An N95 particulate respirator mask

City ends its mask-distribution program

Due to improving air quality and decreased public demand, the City of Sacramento has ended its mask-distribution program.

Since Nov. 11, the City has passed out more than 150,000 “N95” particulate respirator masks in response to heavy wildfire smoke from the Camp Fire in Butte County. The masks were available free of charge to anyone who requested one at City of Sacramento fire stations. City personnel also offered masks to people experiencing homelessness.

“These masks proved to be an invaluable resource to many members of our community,” said Daniel Bowers, Director of Emergency Management for the City. “A sincere thank you goes to the California Office of Emergency Services and the California Department of Public Health for providing the masks and offering immediate and decisive support.

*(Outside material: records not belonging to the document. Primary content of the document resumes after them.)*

//! # Register storage
//!
//! ## Overview
//!
//! The [RegisterStore] holds yanked and deleted text. It is part of every
//! [VimState](crate::state::VimState), so a state's registers are a plain value that gets
//! copied along with the rest of the state.
//!
//! ## Example
//!
//! ```
//! use vimsim::editing::store::{RegisterCell, RegisterPutFlags, RegisterStore};
//! use vimsim::prelude::{Register, TargetShape};
//!
//! let mut store = RegisterStore::default();
//! let cell = RegisterCell::new(TargetShape::LineWise, "hello\n");
//!
//! store.put(&Register::Named('a'), cell.clone(), RegisterPutFlags::NONE);
//!
//! assert_eq!(store.get(&Register::Named('a')), cell);
//! assert_eq!(store.get(&Register::Unnamed), cell);
//! ```
mod register;

pub use self::register::{RegisterCell, RegisterPutFlags, RegisterStore};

“A big thank you also goes to City of Sacramento firefighters who distributed masks to the public and offered instruction on how to properly wear them,” Bowers said. “Their work was integral to making this program a success. Sacramento Fire Reserves also deserve recognition for volunteering their time to ensure all fire stations were stocked with masks.”

N95 masks are the same ones worn by firefighters, and they can help protect lungs from harmful particles in wildfire smoke, according to the California Department of Public Health.

The Camp Fire in Butte County has burned 150,000 acres since it started Nov. 8. It has destroyed more than 13,000 homes and claimed 81 lives, making it the deadliest fire in California history. As of Nov. 21, it was approximately 80 percent contained.

Air quality in the Sacramento region related to fine particulate matter reached “hazardous” levels in some locations last week, according to the website Spare the Air. Since then, air quality has improved, with current levels categorized as “moderate” and “unhealthy for sensitive groups.”